[INSTRUCTIONS FOR THE TASK]
Search the listing below for the string "direction" and show each line that contains it.

[LISTED ENTRIES]
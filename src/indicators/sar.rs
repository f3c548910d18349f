// =============================================================================
// Parabolic SAR (Stop And Reverse)
// =============================================================================
//
// Trailing stop that accelerates towards price while a trend persists and
// flips to the other side of price on a reversal.
//
//   SAR_{t+1} = SAR_t + AF * (EP - SAR_t)
//
// EP is the extreme point of the current trend (highest high when long,
// lowest low when short). AF starts at `step` and grows by `step` every time
// a new EP is made, capped at `max`. In a long trend SAR may never rise above
// the previous or current low (mirrored for short trends). When price pierces
// SAR the trend reverses, SAR jumps to the old EP and AF resets.
//
// The first bar only seeds the state; the initial direction is short when the
// second bar shows a dominant down move (-DM) and long otherwise.
// =============================================================================

use super::{align, Column};
use crate::market_data::Candle;

/// Compute the SAR series for `candles` (oldest first).
///
/// The returned vector starts at candle index 1. Empty when fewer than two
/// candles are supplied or when `step` / `max` are not positive.
pub fn calculate_sar(candles: &[Candle], step: f64, max: f64) -> Vec<f64> {
    if candles.len() < 2 || step <= 0.0 || max <= 0.0 {
        return Vec::new();
    }

    let mut af = step.min(max);

    // Initial direction from the directional movement of bar 1 vs bar 0.
    let up_move = candles[1].high - candles[0].high;
    let down_move = candles[0].low - candles[1].low;
    let mut is_long = !(down_move > 0.0 && up_move < down_move);

    let (mut ep, mut sar) = if is_long {
        (candles[1].high, candles[0].low)
    } else {
        (candles[1].low, candles[0].high)
    };

    let mut new_low = candles[1].low;
    let mut new_high = candles[1].high;

    let mut result = Vec::with_capacity(candles.len() - 1);

    for candle in &candles[1..] {
        let prev_low = new_low;
        let prev_high = new_high;
        new_low = candle.low;
        new_high = candle.high;

        let output;
        if is_long {
            if new_low <= sar {
                // Reverse to short.
                is_long = false;
                sar = ep.max(prev_high).max(new_high);
                output = sar;

                af = step.min(max);
                ep = new_low;
                sar = (sar + af * (ep - sar)).max(prev_high).max(new_high);
            } else {
                output = sar;
                if new_high > ep {
                    ep = new_high;
                    af = (af + step).min(max);
                }
                sar = (sar + af * (ep - sar)).min(prev_low).min(new_low);
            }
        } else if new_high >= sar {
            // Reverse to long.
            is_long = true;
            sar = ep.min(prev_low).min(new_low);
            output = sar;

            af = step.min(max);
            ep = new_high;
            sar = (sar + af * (ep - sar)).min(prev_low).min(new_low);
        } else {
            output = sar;
            if new_low < ep {
                ep = new_low;
                af = (af + step).min(max);
            }
            sar = (sar + af * (ep - sar)).max(prev_high).max(new_high);
        }

        if !output.is_finite() {
            break;
        }
        result.push(output);
    }

    result
}

/// SAR aligned 1:1 with `candles`; position 0 is `None`.
pub fn sar_column(candles: &[Candle], step: f64, max: f64) -> Column {
    align(calculate_sar(candles, step, max), 1, candles.len())
}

[TASK OUTPUT]
// The first bar only seeds the state; the initial direction is short when the
    // Initial direction from the directional movement of bar 1 vs bar 0.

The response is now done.